Il Giubileo del 2025 non è un insieme di cerimonie o di riti. Vuol essere, da parte di papa Francesco, una sfida a vari mondi: certo, ai cattolici, ma anche ai cristiani – oggi così tanto divisi nonostante anni di ecumenismo – e a chi si combatte, a chi è pensoso sul futuro, a chi professa altre fedi… È la sfida di rimettere al centro la dimensione spirituale: nella vita personale, nella Chiesa troppo soffocata dalle sue discussioni e inerzie, nei rapporti con le religioni, nella società, senza la pretesa di imporre. Gli uomini e le donne dello spirito sostengono e nutrono la realtà più di quanto vediamo e crediamo: «Gli uomini di vera preghiera e di sobrio amore sono i maestri segreti della storia», scriveva un grande teologo ortodosso francese, Olivier Clément.
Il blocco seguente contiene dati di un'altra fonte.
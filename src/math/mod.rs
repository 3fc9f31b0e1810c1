pub mod transform;
pub mod vec2;

pub use transform::{Affine2, Transform};
pub use vec2::Vec2;
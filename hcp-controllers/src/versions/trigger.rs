//! Actuates persisted upgrade decisions through upgrade policies.

use async_trait::async_trait;
use hcp_clients::ocm::ClusterService;
use hcp_clients::store::{Docs, StoreBackend};
use hcp_core::documents::{ClusterDocument, ServiceProviderClusterDocument};
use hcp_core::{ClusterKey, ResourceKey};
use hcp_runtime::{BoxError, Cooldown, Syncer};
use std::sync::Arc;
use tokio_util::sync::CancellationToken;
use tracing::{debug, info};

/// Cluster syncer that creates a remote upgrade policy when the desired
/// version has moved past the latest active one and no existing policy
/// already targets it.
pub struct UpgradePolicySyncer {
    clusters: Docs<ClusterDocument>,
    provider_state: Docs<ServiceProviderClusterDocument>,
    cluster_service: Arc<dyn ClusterService>,
    cooldown: Arc<dyn Cooldown<ClusterKey>>,
}

impl UpgradePolicySyncer {
    #[must_use]
    pub fn new(
        backend: Arc<dyn StoreBackend>,
        cluster_service: Arc<dyn ClusterService>,
        cooldown: Arc<dyn Cooldown<ClusterKey>>,
    ) -> Self {
        Self {
            clusters: Docs::new(Arc::clone(&backend)),
            provider_state: Docs::new(backend),
            cluster_service,
            cooldown,
        }
    }
}

#[async_trait]
impl Syncer for UpgradePolicySyncer {
    type Key = ClusterKey;

    async fn sync_once(
        &self,
        _shutdown: &CancellationToken,
        key: &ClusterKey,
    ) -> Result<(), BoxError> {
        let Some(cluster) = self.clusters.try_get(&key.resource_id()).await? else {
            return Ok(());
        };
        let Some(internal_id) = &cluster.internal_id else {
            return Ok(());
        };
        let Some(state) = self.provider_state.try_get(&key.provider_state_id()).await? else {
            return Ok(());
        };
        let (Some(desired), Some(latest_active)) =
            (&state.desired_version, state.latest_active())
        else {
            return Ok(());
        };
        if desired == latest_active {
            return Ok(());
        }

        let mut policies = self.cluster_service.list_upgrade_policies(internal_id).await?;
        policies.sort_by(|a, b| b.creation_time.cmp(&a.creation_time));
        if policies.first().map(|policy| &policy.version) == Some(desired) {
            debug!(%key, %desired, "upgrade policy already in place");
            return Ok(());
        }

        info!(%key, %desired, "creating upgrade policy");
        self.cluster_service
            .create_upgrade_policy(internal_id, desired)
            .await?;
        Ok(())
    }

    fn cooldown(&self) -> Arc<dyn Cooldown<ClusterKey>> {
        Arc::clone(&self.cooldown)
    }
}
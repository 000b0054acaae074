//! ARM-style resource identifiers.

use serde::{de, Deserialize, Deserializer, Serialize, Serializer};
use std::{
    fmt::{self, Debug, Display},
    hash::{Hash, Hasher},
    str::FromStr,
};
use thiserror::Error;

#[derive(Debug, Error, PartialEq, Eq)]
pub enum ParseError {
    #[error("resource id {0:?} does not start with /subscriptions/")]
    MissingSubscriptionPrefix(String),
    #[error("resource id {0:?} has a dangling type segment without a name")]
    UnpairedSegment(String),
    #[error("resource id {0:?} contains an empty path segment")]
    EmptySegment(String),
    #[error("resource id {0:?} contains a reserved character")]
    ReservedCharacter(String),
}

/// A fully qualified ARM resource id.
///
/// Slash-separated path starting with `/subscriptions/<id>`; subsequent
/// segments alternate a type keyword and a name
/// (`/resourceGroups/<name>`, `/providers/<namespace>`, `/<type>/<name>`,
/// nested further for child resources).
///
/// Resource ids compare **case-insensitively**, and hash consistently with
/// that, so they are safe to use as map and queue keys:
///
/// ```
/// use hcp_core::ResourceId;
/// let a: ResourceId = "/subscriptions/sub1/resourceGroups/rg".parse().unwrap();
/// let b: ResourceId = "/Subscriptions/SUB1/resourcegroups/RG".parse().unwrap();
/// assert_eq!(a, b);
/// ```
#[derive(Clone)]
pub struct ResourceId {
    raw: String,
}

impl ResourceId {
    /// The path segments, without the leading empty segment.
    fn segments(&self) -> impl DoubleEndedIterator<Item = &str> + '_ {
        self.raw[1..].split('/')
    }

    /// The document store's primary-key encoding: the lower-cased path with
    /// pipe separators. Prefix scans over this encoding enumerate a
    /// resource's descendants.
    #[must_use]
    pub fn store_key(&self) -> String {
        self.segments()
            .map(str::to_ascii_lowercase)
            .collect::<Vec<_>>()
            .join("|")
    }

    /// The subscription id this resource lives under.
    #[must_use]
    pub fn subscription_id(&self) -> &str {
        self.segments().nth(1).unwrap_or("")
    }

    /// The resource group name, if the id is scoped to one.
    #[must_use]
    pub fn resource_group(&self) -> Option<&str> {
        let mut segments = self.segments();
        while let Some(keyword) = segments.next() {
            let value = segments.next();
            if keyword.eq_ignore_ascii_case("resourcegroups") {
                return value;
            }
        }
        None
    }

    /// The type keyword of the final segment pair, e.g. `hcpOpenShiftClusters`.
    #[must_use]
    pub fn resource_type(&self) -> &str {
        self.segments().rev().nth(1).unwrap_or("")
    }

    /// The name of the resource (the final path segment).
    #[must_use]
    pub fn name(&self) -> &str {
        self.segments().next_back().unwrap_or("")
    }

    /// The id one segment pair up, or `None` at the subscription root.
    #[must_use]
    pub fn parent(&self) -> Option<ResourceId> {
        let segments: Vec<&str> = self.segments().collect();
        if segments.len() <= 2 {
            return None;
        }
        let mut raw = String::new();
        for segment in &segments[..segments.len() - 2] {
            raw.push('/');
            raw.push_str(segment);
        }
        Some(ResourceId { raw })
    }

    /// A child id under this resource.
    ///
    /// `kind` and `name` must be plain path segments (no `/`, no `|`); both
    /// always are for the fixed kinds and already-validated names this is
    /// called with.
    #[must_use]
    pub fn child(&self, kind: &str, name: &str) -> ResourceId {
        ResourceId {
            raw: format!("{}/{kind}/{name}", self.raw),
        }
    }

    /// Whether `self` lies strictly below `other` in the hierarchy.
    #[must_use]
    pub fn is_descendant_of(&self, other: &ResourceId) -> bool {
        let prefix = format!("{}|", other.store_key());
        self.store_key().starts_with(&prefix)
    }
}

impl FromStr for ResourceId {
    type Err = ParseError;

    fn from_str(s: &str) -> Result<Self, Self::Err> {
        let Some(rest) = s.strip_prefix('/') else {
            return Err(ParseError::MissingSubscriptionPrefix(s.to_owned()));
        };
        let segments: Vec<&str> = rest.split('/').collect();
        if segments.len() < 2 || !segments[0].eq_ignore_ascii_case("subscriptions") {
            return Err(ParseError::MissingSubscriptionPrefix(s.to_owned()));
        }
        if segments.len() % 2 != 0 {
            return Err(ParseError::UnpairedSegment(s.to_owned()));
        }
        if segments.iter().any(|segment| segment.is_empty()) {
            return Err(ParseError::EmptySegment(s.to_owned()));
        }
        if segments.iter().any(|segment| segment.contains('|')) {
            return Err(ParseError::ReservedCharacter(s.to_owned()));
        }
        Ok(ResourceId { raw: s.to_owned() })
    }
}

impl Display for ResourceId {
    fn fmt(&self, f: &mut fmt::Formatter<'_>) -> fmt::Result {
        f.write_str(&self.raw)
    }
}

impl Debug for ResourceId {
    fn fmt(&self, f: &mut fmt::Formatter<'_>) -> fmt::Result {
        write!(f, "ResourceId({})", self.raw)
    }
}

impl PartialEq for ResourceId {
    fn eq(&self, other: &Self) -> bool {
        self.raw.eq_ignore_ascii_case(&other.raw)
    }
}

impl Eq for ResourceId {}

impl Hash for ResourceId {
    fn hash<H: Hasher>(&self, state: &mut H) {
        for b in self.raw.bytes() {
            state.write_u8(b.to_ascii_lowercase());
        }
    }
}

impl Serialize for ResourceId {
    fn serialize<S: Serializer>(&self, serializer: S) -> Result<S::Ok, S::Error> {
        serializer.serialize_str(&self.raw)
    }
}

impl<'de> Deserialize<'de> for ResourceId {
    fn deserialize<D: Deserializer<'de>>(deserializer: D) -> Result<Self, D::Error> {
        let raw = String::deserialize(deserializer)?;
        raw.parse().map_err(de::Error::custom)
    }
}

#[cfg(test)]
mod tests {
    use super::*;

    const CLUSTER: &str =
        "/subscriptions/sub1/resourceGroups/rg1/providers/Microsoft.RedHatOpenShift/hcpOpenShiftClusters/cluster1";

    #[test]
    fn parses_and_roundtrips() {
        let id: ResourceId = CLUSTER.parse().unwrap();
        assert_eq!(id.to_string(), CLUSTER);
        assert_eq!(id.subscription_id(), "sub1");
        assert_eq!(id.resource_group(), Some("rg1"));
        assert_eq!(id.resource_type(), "hcpOpenShiftClusters");
        assert_eq!(id.name(), "cluster1");
    }

    #[test]
    fn rejects_malformed_ids() {
        assert!("subscriptions/sub1".parse::<ResourceId>().is_err());
        assert!("/resourceGroups/rg1".parse::<ResourceId>().is_err());
        assert!("/subscriptions/sub1/resourceGroups".parse::<ResourceId>().is_err());
        assert!("/subscriptions/sub1//x".parse::<ResourceId>().is_err());
        assert!("/subscriptions/su|b1/a/b".parse::<ResourceId>().is_err());
    }

    #[test]
    fn equality_is_case_insensitive() {
        use std::collections::HashSet;
        let a: ResourceId = CLUSTER.parse().unwrap();
        let b: ResourceId = CLUSTER.to_ascii_uppercase().parse().unwrap();
        assert_eq!(a, b);
        let set: HashSet<ResourceId> = [a].into();
        assert!(set.contains(&b));
    }

    #[test]
    fn store_key_is_lowercased_and_pipe_delimited() {
        let id: ResourceId = "/subscriptions/Sub1/resourceGroups/RG1".parse().unwrap();
        assert_eq!(id.store_key(), "subscriptions|sub1|resourcegroups|rg1");
    }

    #[test]
    fn parent_and_child_navigation() {
        let id: ResourceId = CLUSTER.parse().unwrap();
        let pool = id.child("nodePools", "pool1");
        assert_eq!(pool.name(), "pool1");
        assert_eq!(pool.parent().unwrap(), id);
        assert!(pool.is_descendant_of(&id));
        assert!(!id.is_descendant_of(&pool));
        let sub = id.parent().unwrap().parent().unwrap();
        assert_eq!(sub.to_string(), "/subscriptions/sub1");
        assert!(sub.parent().is_none());
    }

    #[test]
    fn descendant_check_requires_full_segments() {
        let a: ResourceId = "/subscriptions/sub1/things/ab".parse().unwrap();
        let b: ResourceId = "/subscriptions/sub1/things/abc".parse().unwrap();
        assert!(!b.is_descendant_of(&a));
    }

    #[test]
    fn serde_as_string() {
        let id: ResourceId = CLUSTER.parse().unwrap();
        let json = serde_json::to_string(&id).unwrap();
        assert_eq!(json, format!("\"{CLUSTER}\""));
        let back: ResourceId = serde_json::from_str(&json).unwrap();
        assert_eq!(back, id);
        assert!(serde_json::from_str::<ResourceId>("\"not-an-id\"").is_err());
    }
}
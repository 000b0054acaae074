//! Domain objects returned by the cluster service.

use chrono::{DateTime, Utc};
use semver::Version;

/// Lifecycle state of a remote cluster.
#[derive(Debug, Clone, PartialEq, Eq)]
pub enum CsClusterState {
    Error,
    Installing,
    Pending,
    Ready,
    Uninstalling,
    Updating,
    Validating,
    /// A state this build does not know about yet.
    Other(String),
}

/// Lifecycle state of a remote node pool.
#[derive(Debug, Clone, PartialEq, Eq)]
pub enum CsNodePoolState {
    Validating,
    Pending,
    Installing,
    Ready,
    Updating,
    Uninstalling,
    RecoverableError,
    Error,
    Other(String),
}

/// Structured provisioning failure reported by the cluster service.
#[derive(Debug, Clone, PartialEq, Eq)]
pub struct ProvisionError {
    pub code: String,
    pub message: String,
}

/// One in-flight provisioning check; failures feed the multi-error
/// expansion of provision error code `OCM4001`.
#[derive(Debug, Clone, PartialEq, Eq)]
pub struct InflightCheck {
    pub name: String,
    pub details: String,
}

#[derive(Debug, Clone, PartialEq, Eq)]
pub struct CsCluster {
    /// The internal id (href) documents refer to.
    pub id: String,
    pub name: String,
    pub state: CsClusterState,
    /// The version currently running, if reported.
    pub current_version: Option<Version>,
    pub provision_error: Option<ProvisionError>,
    pub inflight_checks: Vec<InflightCheck>,
}

#[derive(Debug, Clone, PartialEq, Eq)]
pub struct CsNodePool {
    pub id: String,
    pub name: String,
    pub state: CsNodePoolState,
}

#[derive(Debug, Clone, PartialEq, Eq)]
pub struct CsExternalAuth {
    pub id: String,
    pub name: String,
}

/// Issuance state of a break-glass credential.
#[derive(Debug, Clone, Copy, PartialEq, Eq)]
pub enum CredentialStatus {
    Created,
    Issued,
    AwaitingRevocation,
    Revoked,
    Failed,
}

#[derive(Debug, Clone, PartialEq, Eq)]
pub struct BreakGlassCredential {
    pub id: String,
    pub status: CredentialStatus,
    pub expiration: DateTime<Utc>,
}

impl BreakGlassCredential {
    #[must_use]
    pub fn is_expired(&self, now: DateTime<Utc>) -> bool {
        self.expiration <= now
    }
}

#[derive(Debug, Clone, PartialEq, Eq)]
pub struct UpgradePolicy {
    pub id: String,
    pub version: Version,
    pub creation_time: DateTime<Utc>,
}
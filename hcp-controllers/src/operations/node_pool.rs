//! Node-pool operation synchronisers.

use super::{
    complete_deletion, update_resource_state, wants, OperationContext, OperationSyncer, Outcome,
};
use async_trait::async_trait;
use hcp_clients::ocm::{ClusterService, CsNodePoolState};
use hcp_clients::store::{Docs, StoreBackend};
use hcp_core::documents::{NodePoolDocument, OperationDocument};
use hcp_core::keys::TYPE_NODE_POOLS;
use hcp_core::{CloudError, OperationRequest, ProvisioningState};
use hcp_runtime::BoxError;
use std::sync::Arc;

/// The node-pool state table. `None` leaves the operation as it is.
fn translate_node_pool_state(
    state: &CsNodePoolState,
    current: ProvisioningState,
    deleting: bool,
) -> Result<Option<Outcome>, BoxError> {
    match state {
        CsNodePoolState::Validating | CsNodePoolState::Pending => {
            if current == ProvisioningState::Accepted {
                Ok(None)
            } else {
                Err(format!(
                    "node pool is {state:?} but the operation has already progressed to {current}"
                )
                .into())
            }
        }
        CsNodePoolState::Installing => Ok(Some(Outcome::to(ProvisioningState::Provisioning))),
        CsNodePoolState::Ready if deleting => Ok(None),
        CsNodePoolState::Ready => Ok(Some(Outcome::to(ProvisioningState::Succeeded))),
        CsNodePoolState::Updating => Ok(Some(Outcome::to(ProvisioningState::Updating))),
        CsNodePoolState::Uninstalling => Ok(Some(Outcome::to(ProvisioningState::Deleting))),
        CsNodePoolState::RecoverableError | CsNodePoolState::Error => {
            Ok(Some(Outcome::failed(CloudError::internal_server_error())))
        }
        CsNodePoolState::Other(state) => Err(format!("unhandled node pool state {state:?}").into()),
    }
}

/// Progresses node-pool create and update operations.
pub struct NodePoolOperationSyncer {
    ctx: Arc<OperationContext>,
    node_pools: Docs<NodePoolDocument>,
    cluster_service: Arc<dyn ClusterService>,
}

impl NodePoolOperationSyncer {
    #[must_use]
    pub fn new(
        ctx: Arc<OperationContext>,
        backend: Arc<dyn StoreBackend>,
        cluster_service: Arc<dyn ClusterService>,
    ) -> Self {
        Self {
            ctx,
            node_pools: Docs::new(backend),
            cluster_service,
        }
    }
}

#[async_trait]
impl OperationSyncer for NodePoolOperationSyncer {
    fn should_process(&self, op: &OperationDocument) -> bool {
        wants(
            op,
            &[OperationRequest::Create, OperationRequest::Update],
            TYPE_NODE_POOLS,
        )
    }

    async fn synchronize(&self, op: &OperationDocument) -> Result<(), BoxError> {
        if op.is_terminal() {
            update_resource_state(&self.node_pools, op).await?;
            return self.ctx.notify_if_pending(op).await;
        }
        let Some(internal_id) = &op.internal_id else {
            return Err(format!("operation {} has no cluster-service id", op.id).into());
        };
        let remote = self.cluster_service.get_node_pool(internal_id).await?;
        let Some(outcome) = translate_node_pool_state(&remote.state, op.state, false)? else {
            return Ok(());
        };
        let op = self.ctx.apply_outcome(op, outcome).await?;
        update_resource_state(&self.node_pools, &op).await?;
        self.ctx.notify_if_pending(&op).await
    }
}

/// Progresses node-pool delete operations.
pub struct NodePoolDeletionSyncer {
    ctx: Arc<OperationContext>,
    backend: Arc<dyn StoreBackend>,
    node_pools: Docs<NodePoolDocument>,
    cluster_service: Arc<dyn ClusterService>,
}

impl NodePoolDeletionSyncer {
    #[must_use]
    pub fn new(
        ctx: Arc<OperationContext>,
        backend: Arc<dyn StoreBackend>,
        cluster_service: Arc<dyn ClusterService>,
    ) -> Self {
        Self {
            ctx,
            node_pools: Docs::new(Arc::clone(&backend)),
            backend,
            cluster_service,
        }
    }
}

#[async_trait]
impl OperationSyncer for NodePoolDeletionSyncer {
    fn should_process(&self, op: &OperationDocument) -> bool {
        wants(op, &[OperationRequest::Delete], TYPE_NODE_POOLS)
    }

    async fn synchronize(&self, op: &OperationDocument) -> Result<(), BoxError> {
        if op.is_terminal() {
            update_resource_state(&self.node_pools, op).await?;
            return self.ctx.notify_if_pending(op).await;
        }
        let Some(internal_id) = &op.internal_id else {
            return Err(format!("operation {} has no cluster-service id", op.id).into());
        };
        match self.cluster_service.get_node_pool(internal_id).await {
            Err(err) if err.is_not_found() => {
                complete_deletion(&self.ctx, &self.backend, op).await
            }
            Ok(remote) => {
                let Some(outcome) = translate_node_pool_state(&remote.state, op.state, true)?
                else {
                    return Ok(());
                };
                let op = self.ctx.apply_outcome(op, outcome).await?;
                update_resource_state(&self.node_pools, &op).await?;
                self.ctx.notify_if_pending(&op).await
            }
            Err(err) => Err(err.into()),
        }
    }
}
E continuava affermando che il cristiano scopre «la portata delle armi spirituali» per cambiare il mondo: la preghiera e la solidarietà concreta. Il Giubileo del 2025 sarà un segno di speranza in culture e Paesi diversi, se riuscirà a veicolare questa proposta. Del resto questa non si basa sulla storia dei Giubilei, ma sulla memoria dei martiri e dei cristiani perseguitati, rivelatrice del fatto che si può resistere al male. C’è una forza di speranza, che fa resistere e cambiare.
Farsi comunità
Nell’orizzonte di un mondo di conflitti e di incertezza geopolitica, è facile rinchiudersi nel pessimismo e nella rassegnazione. La domanda è: che posso fare io? La risposta più ragionevole sembra quella di chiudersi nel mondo del proprio io, mentre il Giubileo utopicamente chiama a farsi comunità, a uscire e pellegrinare verso un futuro migliore, a sperare che sia possibile. La speranza, che viene dalla dimensione spirituale, è il centro della sfida del Giubileo. Scrive Francesco: bisogna sviluppare «un’alleanza sociale per la speranza, che sia inclusiva e non ideologica, e lavori per un avvenire segnato dal sorriso di tanti bambini e bambine…». La speranza alimenta entusiasmo: «Tutti, in realtà, hanno bisogno di recuperare la gioia di vivere… non può accontentarsi di sopravvivere o vivacchiare, di adeguarsi al presente lasciandosi soddisfare da realtà soltanto materiali. Ciò rinchiude nell’individualismo e corrode la speranza, generando una tristezza che si annida nel cuore, rendendo acidi e insofferenti», conclude Francesco. Una donna e un uomo che si aprono alla speranza inseriscono nella storia il «fermento della persona», diceva Clément, convinto che questo agisse in profondità. E amava citare un personaggio del romanzo di Pasternak, Il Dottor Živago, a proposito della rivelazione cristiana: «Qualcosa si è messo in movimento nel mondo… la persona, la predicazione della libertà… La vita umana personale è diventata la storia di Dio». Questa è anche l’utopia del Giubileo.